### INSTRUCTIONS FOR THE TASK
Beginning with the opening line, set down each line of the material below exactly, stopping once the line with "the entity ID." is done.

### MATERIALS PROVIDED
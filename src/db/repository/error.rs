//! Error types for repository operations.
//!
//! This module provides structured error handling for all repository
//! operations with context for debugging and monitoring.

use std::fmt;

/// Result type for repository operations
pub type RepositoryResult<T> = Result<T, RepositoryError>;

/// Structured context for repository errors.
///
/// Provides additional information about where and why an error occurred.
#[derive(Debug, Clone, Default)]
pub struct ErrorContext {
    /// The operation being performed (e.g., "save_region", "import_public_holidays")
    pub operation: Option<String>,
    /// The entity type involved (e.g., "country", "school_holiday")
    pub entity: Option<String>,
    /// The entity ID or code if applicable
    pub entity_id: Option<String>,
    /// Additional details about the error
    pub details: Option<String>,
}

impl ErrorContext {
    /// Create a new error context with an operation name.
    pub fn new(operation: impl Into<String>) -> Self {
        Self {
            operation: Some(operation.into()),
            ..Default::default()
        }
    }

    /// Set the entity type.
    pub fn with_entity(mut self, entity: impl Into<String>) -> Self {
        self.entity = Some(entity.into());
        self
    }

    /// Set the entity ID.
    pub fn with_entity_id(mut self, id: impl ToString) -> Self {
        self.entity_id = Some(id.to_string());
        self
    }

    /// Set additional details.
    pub fn with_details(mut self, details: impl Into<String>) -> Self {
        self.details = Some(details.into());
        self
    }
}

impl fmt::Display for ErrorContext {
    fn fmt(&self, f: &mut fmt::Formatter<'_>) -> fmt::Result {
        let mut parts = Vec::new();
        if let Some(ref op) = self.operation {
            parts.push(format!("operation={}", op));
        }
        if let Some(ref entity) = self.entity {
            parts.push(format!("entity={}", entity));
        }
        if let Some(ref id) = self.entity_id {
            parts.push(format!("id={}", id));
        }
        if let Some(ref details) = self.details {
            parts.push(format!("details={}", details));
        }
        write!(f, "[{}]", parts.join(", "))
    }
}

/// Error type for repository operations
#[derive(Debug, thiserror::Error)]
pub enum RepositoryError {
    /// Requested entity was not found.
    #[error("Not found: {message} {context}")]
    NotFound {
        message: String,
        context: ErrorContext,
    },

    /// A unique constraint (country/region code) was violated.
    #[error("Conflict: {message} {context}")]
    Conflict {
        message: String,
        context: ErrorContext,
    },

    /// Data validation failed before or after a store operation.
    #[error("Data validation error: {message} {context}")]
    ValidationError {
        message: String,
        context: ErrorContext,
    },

    /// Configuration or initialization error.
    #[error("Configuration error: {message} {context}")]
    ConfigurationError {
        message: String,
        context: ErrorContext,
    },

    /// Internal/unexpected errors.
    #[error("Internal error: {message} {context}")]
    InternalError {
        message: String,
        context: ErrorContext,
    },
}

impl RepositoryError {
    /// Create a not found error.
    pub fn not_found(message: impl Into<String>) -> Self {
        Self::NotFound {
            message: message.into(),
            context: ErrorContext::default(),
        }
    }

    /// Create a not found error with context.
    pub fn not_found_with_context(message: impl Into<String>, context: ErrorContext) -> Self {
        Self::NotFound {
            message: message.into(),
            context,
        }
    }

    /// Create a conflict error.
    pub fn conflict(message: impl Into<String>) -> Self {
        Self::Conflict {
            message: message.into(),
            context: ErrorContext::default(),
        }
    }

    /// Create a conflict error with context.
    pub fn conflict_with_context(message: impl Into<String>, context: ErrorContext) -> Self {
        Self::Conflict {
            message: message.into(),
            context,
        }
    }

    /// Create a validation error.
    pub fn validation(message: impl Into<String>) -> Self {
        Self::ValidationError {
            message: message.into(),
            context: ErrorContext::default(),
        }
    }

    /// Create a validation error with context.
    pub fn validation_with_context(message: impl Into<String>, context: ErrorContext) -> Self {
        Self::ValidationError {
            message: message.into(),
            context,
        }
    }

    /// Create a configuration error.
    pub fn configuration(message: impl Into<String>) -> Self {
        Self::ConfigurationError {
            message: message.into(),
            context: ErrorContext::default(),
        }
    }

    /// Create an internal error.
    pub fn internal(message: impl Into<String>) -> Self {
        Self::InternalError {
            message: message.into(),
            context: ErrorContext::default(),
        }
    }

    /// Create an internal error with context.
    pub fn internal_with_context(message: impl Into<String>, context: ErrorContext) -> Self {
        Self::InternalError {
            message: message.into(),
            context,
        }
    }

    /// Get the error context.
    pub fn context(&self) -> &ErrorContext {
        match self {
            Self::NotFound { context, .. } => context,
            Self::Conflict { context, .. } => context,
            Self::ValidationError { context, .. } => context,
            Self::ConfigurationError { context, .. } => context,
            Self::InternalError { context, .. } => context,
        }
    }

    /// Add or update the operation in the error context.
    pub fn with_operation(mut self, operation: impl Into<String>) -> Self {
        match &mut self {
            Self::NotFound { context, .. }
            | Self::Conflict { context, .. }
            | Self::ValidationError { context, .. }
            | Self::ConfigurationError { context, .. }
            | Self::InternalError { context, .. } => {
                context.operation = Some(operation.into());
            }
        }
        self
    }
}

impl From<String> for RepositoryError {
    fn from(s: String) -> Self {
        RepositoryError::internal(s)
    }
}

impl From<&str> for RepositoryError {
    fn from(s: &str) -> Self {
        RepositoryError::internal(s.to_string())
    }
}
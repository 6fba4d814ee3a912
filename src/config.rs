//! Application configuration support.
//!
//! Configuration is read from a TOML file (`analyzer.toml`) with every field
//! defaulted, then selectively overridden from environment variables so that
//! deployments can inject secrets without touching the file.

use serde::{Deserialize, Serialize};
use std::env;
use std::fs;
use std::path::{Path, PathBuf};

use crate::db::repository::RepositoryError;

/// Top-level application configuration.
#[derive(Debug, Clone, Default, Serialize, Deserialize)]
pub struct AppConfig {
    #[serde(default)]
    pub server: ServerSettings,
    #[serde(default)]
    pub auth: AuthSettings,
    #[serde(default)]
    pub import: ImportSettings,
    #[serde(default)]
    pub seed: SeedSettings,
}

/// HTTP listener settings.
#[derive(Debug, Clone, Serialize, Deserialize)]
pub struct ServerSettings {
    #[serde(default = "default_host")]
    pub host: String,
    #[serde(default = "default_port")]
    pub port: u16,
}

/// Admin account and token settings.
#[derive(Debug, Clone, Serialize, Deserialize)]
pub struct AuthSettings {
    #[serde(default = "default_admin_username")]
    pub admin_username: String,
    /// SHA-256 hex of the admin password. Defaults to the hash of "admin".
    #[serde(default = "default_admin_password_sha256")]
    pub admin_password_sha256: String,
    #[serde(default = "default_jwt_secret")]
    pub jwt_secret: String,
    #[serde(default = "default_token_ttl_seconds")]
    pub token_ttl_seconds: u64,
}

/// Holiday provider settings.
#[derive(Debug, Clone, Serialize, Deserialize)]
pub struct ImportSettings {
    #[serde(default = "default_base_url")]
    pub base_url: String,
}

/// Seed data settings.
#[derive(Debug, Clone, Serialize, Deserialize)]
pub struct SeedSettings {
    #[serde(default = "default_seed_enabled")]
    pub enabled: bool,
}

fn default_host() -> String {
    "0.0.0.0".to_string()
}

fn default_port() -> u16 {
    8080
}

fn default_admin_username() -> String {
    "admin".to_string()
}

fn default_admin_password_sha256() -> String {
    // sha256("admin")
    "8c6976e5b5410415bde908bd4dee15dfb167a9c873fc4bb8a81f6f2ab448a918".to_string()
}

fn default_jwt_secret() -> String {
    "change-me-in-production".to_string()
}

fn default_token_ttl_seconds() -> u64 {
    86400
}

fn default_base_url() -> String {
    crate::clients::nager::DEFAULT_BASE_URL.to_string()
}

fn default_seed_enabled() -> bool {
    true
}

impl Default for ServerSettings {
    fn default() -> Self {
        Self {
            host: default_host(),
            port: default_port(),
        }
    }
}

impl Default for AuthSettings {
    fn default() -> Self {
        Self {
            admin_username: default_admin_username(),
            admin_password_sha256: default_admin_password_sha256(),
            jwt_secret: default_jwt_secret(),
            token_ttl_seconds: default_token_ttl_seconds(),
        }
    }
}

impl Default for ImportSettings {
    fn default() -> Self {
        Self {
            base_url: default_base_url(),
        }
    }
}

impl Default for SeedSettings {
    fn default() -> Self {
        Self {
            enabled: default_seed_enabled(),
        }
    }
}

impl AppConfig {
    /// Load configuration from a TOML file.
    pub fn from_file<P: AsRef<Path>>(path: P) -> Result<Self, RepositoryError> {
        let content = fs::read_to_string(path.as_ref()).map_err(|e| {
            RepositoryError::configuration(format!("Failed to read config file: {}", e))
        })?;

        let config: AppConfig = toml::from_str(&content).map_err(|e| {
            RepositoryError::configuration(format!("Failed to parse config file: {}", e))
        })?;

        Ok(config)
    }

    /// Load configuration from the default location, falling back to
    /// built-in defaults when no file exists.
    ///
    /// Searches for `analyzer.toml` in:
    /// 1. Current directory
    /// 2. `config/` directory
    /// 3. Parent directory
    pub fn from_default_location() -> Result<Self, RepositoryError> {
        let search_paths = vec![
            PathBuf::from("analyzer.toml"),
            PathBuf::from("config/analyzer.toml"),
            PathBuf::from("../analyzer.toml"),
        ];

        for path in search_paths {
            if path.exists() {
                return Self::from_file(&path);
            }
        }

        Ok(Self::default())
    }

    /// Load configuration from the default location, then apply environment
    /// variable overrides.
    pub fn load() -> Result<Self, RepositoryError> {
        let mut config = Self::from_default_location()?;
        config.apply_env_overrides()?;
        Ok(config)
    }

    /// Apply environment variable overrides in place.
    ///
    /// Recognized variables: `HOST`, `PORT`, `ADMIN_USERNAME`,
    /// `ADMIN_PASSWORD_SHA256`, `JWT_SECRET`, `NAGER_BASE_URL`,
    /// `SEED_ON_START`.
    pub fn apply_env_overrides(&mut self) -> Result<(), RepositoryError> {
        if let Ok(host) = env::var("HOST") {
            self.server.host = host;
        }
        if let Ok(port) = env::var("PORT") {
            self.server.port = port.parse().map_err(|e| {
                RepositoryError::configuration(format!("Invalid PORT value: {}", e))
            })?;
        }
        if let Ok(username) = env::var("ADMIN_USERNAME") {
            self.auth.admin_username = username;
        }
        if let Ok(hash) = env::var("ADMIN_PASSWORD_SHA256") {
            self.auth.admin_password_sha256 = hash;
        }
        if let Ok(secret) = env::var("JWT_SECRET") {
            self.auth.jwt_secret = secret;
        }
        if let Ok(base_url) = env::var("NAGER_BASE_URL") {
            self.import.base_url = base_url;
        }
        if let Ok(seed) = env::var("SEED_ON_START") {
            self.seed.enabled = seed.parse().map_err(|e| {
                RepositoryError::configuration(format!("Invalid SEED_ON_START value: {}", e))
            })?;
        }
        Ok(())
    }

    /// Socket address string for the HTTP listener.
    pub fn bind_address(&self) -> String {
        format!("{}:{}", self.server.host, self.server.port)
    }
}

### TASK ANSWER
filename src/db/repository/error.rs
//! Error types for repository operations.
//!
//! This module provides structured error handling for all repository
//! operations with context for debugging and monitoring.

use std::fmt;

/// Result type for repository operations
pub type RepositoryResult<T> = Result<T, RepositoryError>;

/// Structured context for repository errors.
///
/// Provides additional information about where and why an error occurred.
#[derive(Debug, Clone, Default)]
pub struct ErrorContext {
    /// The operation being performed (e.g., "save_region", "import_public_holidays")
    pub operation: Option<String>,
    /// The entity type involved (e.g., "country", "school_holiday")
    pub entity: Option<String>,
    /// The entity ID or code if applicable
    pub entity_id: Option<String>,
    /// Additional details about the error
    pub details: Option<String>,
}

impl ErrorContext {
    /// Create a new error context with an operation name.
    pub fn new(operation: impl Into<String>) -> Self {
        Self {
            operation: Some(operation.into()),
            ..Default::default()
        }
    }

    /// Set the entity type.
    pub fn with_entity(mut self, entity: impl Into<String>) -> Self {
        self.entity = Some(entity.into());
        self
    }

    /// Set the entity ID.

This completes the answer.